With the advent of new, potentially large sales volume applications of superconductive magnets, there is renewed interest in the physics and the economics of the manufacture of superconductive wire and superconductive coils. For example, it is anticipated that a substantial portion of the high field strength nuclear magnetic resonance imaging systems will employ superconductive magnets. Perhaps, hundreds of these magnets will be manufactured per year, transported to hospital and clinical sites, and undergo virtually continual hour-to-hour and day-to-day use thereafter. It is most desirable, then, that these magnets, which are essentially consumer commodities, should be of the utmost stability and should involve persistence characteristics of the highest order. In particular, it is important to consider that each time a superconductive magnet quenches (i.e. vaporizes and exhausts cryogenic liquids due to the heat generated as the magnet becomes resistive), the entire imaging system must go offline to re-establish uniform cryogenic conditions and to re-establish a persistent superconducting state. This situation is an inconvenience in any event, but will be all the more critical if a multimillion dollar clinical imaging system is forced offline during the process.
It is, therefore, a general object of the present invention to provide superconductive wire designs and configurations which substantially improve the persistence characteristics thereof.

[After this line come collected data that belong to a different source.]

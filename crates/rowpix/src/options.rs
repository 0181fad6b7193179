//! Export options, as given by callers and job files, and their resolved form.

use std::fmt;
use std::path::PathBuf;
use std::str::FromStr;

use serde::{Deserialize, Deserializer, Serialize};

use rowpix_core::{CapturePolicy, ColumnRef, LocateParams};

use crate::error::{ExportError, Result};

/// Which backend(s) to run.
#[derive(Debug, Clone, Copy, PartialEq, Eq, Default, Serialize, Deserialize)]
pub enum Engine {
    /// Read the package directly
    #[serde(rename = "openpyxl", alias = "library")]
    Library,
    /// Drive Excel through the COM bridge
    #[serde(rename = "com", alias = "automation")]
    Automation,
    /// Library first, then automation for the rows the library did not export
    #[default]
    #[serde(rename = "auto")]
    Auto,
}

impl FromStr for Engine {
    type Err = ExportError;

    fn from_str(s: &str) -> Result<Self> {
        match s.trim().to_ascii_lowercase().as_str() {
            "openpyxl" | "library" => Ok(Engine::Library),
            "com" | "automation" => Ok(Engine::Automation),
            "auto" => Ok(Engine::Auto),
            other => Err(ExportError::InvalidOption(format!(
                "unknown engine '{other}' (expected auto, openpyxl or com)"
            ))),
        }
    }
}

impl fmt::Display for Engine {
    fn fmt(&self, f: &mut fmt::Formatter<'_>) -> fmt::Result {
        f.write_str(match self {
            Engine::Library => "openpyxl",
            Engine::Automation => "com",
            Engine::Auto => "auto",
        })
    }
}

/// File name of a cell captured because its row had no picture shapes.
#[derive(Debug, Clone, Copy, PartialEq, Eq, Default, Serialize, Deserialize)]
#[serde(rename_all = "lowercase")]
pub enum FallbackNaming {
    /// `<name>_1.png`
    #[default]
    Index,
    /// `<name>_<column letters><row>.png`, e.g. `Valve_A7.png`
    Coordinate,
}

impl FromStr for FallbackNaming {
    type Err = ExportError;

    fn from_str(s: &str) -> Result<Self> {
        match s.trim().to_ascii_lowercase().as_str() {
            "index" => Ok(FallbackNaming::Index),
            "coordinate" => Ok(FallbackNaming::Coordinate),
            other => Err(ExportError::InvalidOption(format!(
                "unknown fallback naming '{other}' (expected index or coordinate)"
            ))),
        }
    }
}

/// Caller-facing options. Field aliases accept the camelCase keys of job files.
#[derive(Debug, Clone, PartialEq, Eq, Serialize, Deserialize)]
#[serde(default)]
pub struct ExportOptions {
    #[serde(alias = "sheetName")]
    pub sheet: String,
    /// Column holding row names: letters or a 1-based number
    #[serde(alias = "nameCol", deserialize_with = "column_spec")]
    pub name_col: String,
    /// Column the pictures sit in; blank means any column
    #[serde(alias = "imgCol", deserialize_with = "column_spec")]
    pub image_col: String,
    #[serde(alias = "startRow")]
    pub start_row: u32,
    /// Largest column distance between a picture and `image_col`
    #[serde(alias = "colTolerance")]
    pub col_tolerance: u32,
    pub engine: Engine,
    /// Automation captures smaller than this many KiB are treated as blank
    pub min_kb: u64,
    /// Capture rounds per picture (each tries screen then printer appearance)
    pub retries: u32,
    pub fallback_naming: FallbackNaming,
    /// Capture the image cell of rows without picture shapes (automation)
    pub cell_fallback: bool,
    /// Reuse the previous row's name when the name cell is blank
    pub carry_names: bool,
}

impl Default for ExportOptions {
    fn default() -> Self {
        Self {
            sheet: "Sheet2".to_string(),
            name_col: "B".to_string(),
            image_col: "A".to_string(),
            start_row: 1,
            col_tolerance: 2,
            engine: Engine::Auto,
            min_kb: 8,
            retries: 3,
            fallback_naming: FallbackNaming::Index,
            cell_fallback: true,
            carry_names: false,
        }
    }
}

/// Column given as `"B"`, `"2"`, `2` or `null`.
fn column_spec<'de, D: Deserializer<'de>>(
    deserializer: D,
) -> std::result::Result<String, D::Error> {
    #[derive(Deserialize)]
    #[serde(untagged)]
    enum Spec {
        Text(String),
        Number(u32),
    }

    Ok(match Option::<Spec>::deserialize(deserializer)? {
        Some(Spec::Text(s)) => s,
        Some(Spec::Number(n)) => n.to_string(),
        None => String::new(),
    })
}

/// One export: where to read, where to write, and how.
#[derive(Debug, Clone)]
pub struct ExportRequest {
    pub input: PathBuf,
    pub output_dir: PathBuf,
    pub options: ExportOptions,
}

impl ExportRequest {
    pub fn new(input: impl Into<PathBuf>, output_dir: impl Into<PathBuf>) -> Self {
        Self {
            input: input.into(),
            output_dir: output_dir.into(),
            options: ExportOptions::default(),
        }
    }

    pub fn with_options(mut self, options: ExportOptions) -> Self {
        self.options = options;
        self
    }
}

/// Options checked and converted to the numbers the backends use.
#[derive(Debug, Clone)]
pub struct ExportJob {
    pub input: PathBuf,
    pub output_dir: PathBuf,
    pub sheet: String,
    pub name_col: u32,
    pub image_col: Option<u32>,
    pub start_row: u32,
    pub col_tolerance: u32,
    pub capture: CapturePolicy,
    pub fallback_naming: FallbackNaming,
    pub cell_fallback: bool,
    pub carry_names: bool,
}

impl ExportJob {
    /// Resolve the options of `request`.
    ///
    /// The name column must parse. An image column that does not parse is
    /// ignored with a warning, as if it were blank.
    pub fn resolve(request: &ExportRequest) -> Result<Self> {
        let o = &request.options;

        let name_col = ColumnRef::parse(&o.name_col)
            .map_err(|e| ExportError::InvalidOption(format!("name column '{}': {e}", o.name_col)))?
            .index();

        let image_col = match ColumnRef::parse_optional(&o.image_col) {
            Ok(col) => col.map(ColumnRef::index),
            Err(e) => {
                log::warn!("image column '{}' ignored: {e}", o.image_col);
                None
            }
        };

        Ok(Self {
            input: request.input.clone(),
            output_dir: request.output_dir.clone(),
            sheet: o.sheet.clone(),
            name_col,
            image_col,
            start_row: o.start_row.max(1),
            col_tolerance: o.col_tolerance,
            capture: CapturePolicy {
                min_bytes: o.min_kb.saturating_mul(1024),
                retries: o.retries,
            },
            fallback_naming: o.fallback_naming,
            cell_fallback: o.cell_fallback,
            carry_names: o.carry_names,
        })
    }

    pub fn locate_params(&self) -> LocateParams {
        LocateParams {
            start_row: self.start_row,
            target_col: self.image_col,
            col_tolerance: self.col_tolerance,
        }
    }
}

Superconductive wire joints provide one common source of resistivity in superconductive coils. For small coils, consisting of a superconductive filament and copper cladding, wire-to-wire joints are easily made and good persistence is achieved. As the coils become larger, for example those such as are utilized in nuclear magnetic resonance imaging systems, it is desirable to utilize superconducting wire with many superconducting filaments. See, for example, the wire designs set forth in U.S. Pat. No. 3,625,662 to Roberts et al., entitled "SUPERCONDUCTOR". That patent teaches, for example, the use of multiple superconducting filaments embedded in a matrix of nonsuperconducting metal, such as copper. Establishing wire-to-wire joints for such multifilamentary wire is, however, a formidable task. Even the most careful and exacting procedures for establishing a joint result in some amount of poor registry and/or poor electrical coupling between associated elements across the joint. In the end, there is effectively established a resistance matrix between each superconducting filament on one side of the joint, and each of the others on the other side of the joint. This establishes a semi-unique current distribution across each joint, depending upon the structure giving rise to the joint. General objects in the art of multifilamentary wire joints, therefore, are to make all these interconductor resistances quite small. In fact, however, the prior art is understood to provide little in the way of insuring, a priori, that a complete, very low resistance joint will be established. In other words, conventional wisdom has been that one must be content to live with some small amount of resistive transfer at the joint, together with the concomitant uncertainty as to how significant that resistance will be.
It is an object of the present invention to provide multifilament superconducting wire designs and configurations which eliminate or at least minimize with certainty the degree of resistive energy transfer which will occur at wire joints. It is a related but by no means insignificant object that such designs be relatively compatible with prevailing joint making techniques, and that the resulting wire involve material selection and cost constraints which are comparable to those of conventional multifilamentary wire.